The emissions scheme forms a key element of European efforts to cut CO2 emissions by 20 percent over the coming decade, based on 1990 levels.

On Monday, EU climate commissioner Connie Hedegaard presented her '2050 Roadmap' for a low-carbon economy to EU environment ministers in Brussels, stressing that a 25 percent cut was achievable if member states increased their energy efficiency.

Seven environment ministers went further, calling for an EU cut of 30 percent in an open letter to the commission. The ministers came from Britain, Denmark, Germany, Greece, Portugal, Spain and Sweden.

But analysts said an EU move away from the relatively-clean nuclear energy could cast a question mark over the bloc's ability to meet its carbon-cutting pledges.

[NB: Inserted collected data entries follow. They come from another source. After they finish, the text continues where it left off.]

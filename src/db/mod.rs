//! Database module
//!
//! This module provides the entity store:
//! - Read pool management
//! - The single store writer
//! - Repository implementations
//! - Database migrations
//! - Data models

pub mod manager;
pub mod migrations;
pub mod models;
pub mod repository;
pub mod writer;

pub use manager::DatabaseManager;
pub use models::{
    Book, BookLocalState, Collection, DownloadQueueSummary, EntityKey, Instance, Library,
    PendingProgress, ReadList, ReadListLocalState, ReadProgress, Series, SeriesLocalState,
};
pub use repository::{
    BookRepository, CollectionRepository, InstanceRepository, LibraryRepository,
    ProgressRepository, ReadListRepository, SeriesRepository,
};
pub use writer::StoreWriter;
//! Reading progress outbox
//!
//! Reading positions are queued locally and uploaded by the sync collaborator. There is at most
//! one live entry per book: a newer position overwrites the queued one and takes a fresh id.

use crate::core::aggregates::{self, ReadingState};
use crate::core::error::{MirrorError, Result};
use crate::core::session::WriteSession;
use crate::db::models::{EntityKey, PendingProgress, ReadProgress};
use crate::db::repository::{BookRepository, ProgressRepository};
use serde::{Deserialize, Serialize};
use tracing::debug;
use uuid::Uuid;

/// A reading position reported by the reader
#[derive(Debug, Clone, PartialEq, Serialize, Deserialize)]
#[serde(rename_all = "camelCase")]
pub struct ProgressUpdate {
    pub instance_id: String,
    pub book_id: String,
    pub page: i64,
    pub completed: bool,
    #[serde(default)]
    pub progression: Option<Vec<u8>>,
}

impl ProgressUpdate {
    pub fn key(&self) -> EntityKey {
        EntityKey::new(&self.instance_id, &self.book_id)
    }
}

impl WriteSession<'_> {
    /// Queue a reading position and apply it to the mirrored book
    pub fn record_progress(&mut self, update: &ProgressUpdate) -> Result<PendingProgress> {
        if update.page < 0 {
            return Err(MirrorError::ValidationError(format!(
                "negative page {} for book {}",
                update.page, update.book_id
            )));
        }

        let outbox = ProgressRepository::new(self.conn());
        let created_at = match outbox.latest_created_at()? {
            Some(latest) if latest >= self.now() => latest + chrono::Duration::milliseconds(1),
            _ => self.now(),
        };

        let entry = PendingProgress {
            id: Uuid::new_v4().to_string(),
            instance_id: update.instance_id.clone(),
            book_id: update.book_id.clone(),
            page: update.page,
            completed: update.completed,
            created_at,
            progression: update.progression.clone(),
        };
        outbox.save(&entry)?;

        let key = update.key();
        let books = BookRepository::new(self.conn());
        let Some(book) = books.find(&key)? else {
            debug!(book = %key, "Progress queued for a book that is not mirrored");
            return Ok(entry);
        };

        let read_date = if update.completed {
            book.read_progress.as_ref().and_then(|p| p.read_date).or(Some(self.now()))
        } else {
            None
        };
        let progress = ReadProgress {
            page: update.page,
            completed: update.completed,
            read_date,
            last_modified: self.now(),
        };
        books.set_read_progress(&key, &progress)?;

        let old = ReadingState::of(book.read_progress.as_ref());
        let new = ReadingState::of(Some(&progress));
        let series_key = book.series_key();
        aggregates::propagate_reading(self.conn(), &series_key, old, new)?;
        self.evaluate_series(&series_key)?;

        debug!(book = %key, page = update.page, completed = update.completed, "Progress recorded");
        Ok(entry)
    }
}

"European governments will need to know what happened in Japan - look at it in terms of nuclear new build and the existing fleet," Peter Atherton, a utility analyst at Citigroup in London, told Bloomberg News. "That's a process that will take time. The big question is what this means for EU energy targets. Will politicians have the capacity to push them through."

A German government decision to cancel nuclear extensions would result in an additional demand for 700 million tonnes of carbon through 2020, Heiko Siemann, an analyst for UniCredit said.

Nuclear energy accounts for roughly 30 percent of Europe's energy mix, rising to as high as 80 percent in France.

French environment minister Nathalie Kosciusko-Morizet on Monday said events in Japan were unlikely to change her country's reliance on nuclear energy. "We can't switch to renewables overnight ... For the foreseeable future, we will need nuclear," she said.

Spanish and Italian ministers made similar pronouncements, while separately, EU energy commissioner Gunther Oettinger said events in Japan were likely to force a fundamental rethink of energy policy across the globe.

Oettinger agreed that EU member states could not simply switch off their nuclear power plants overnight but stressed that "nothing is irreplaceable".

"The unthinkable has occurred. Energy policy faces a fundamental new beginning," he told the German Press Agency DPA.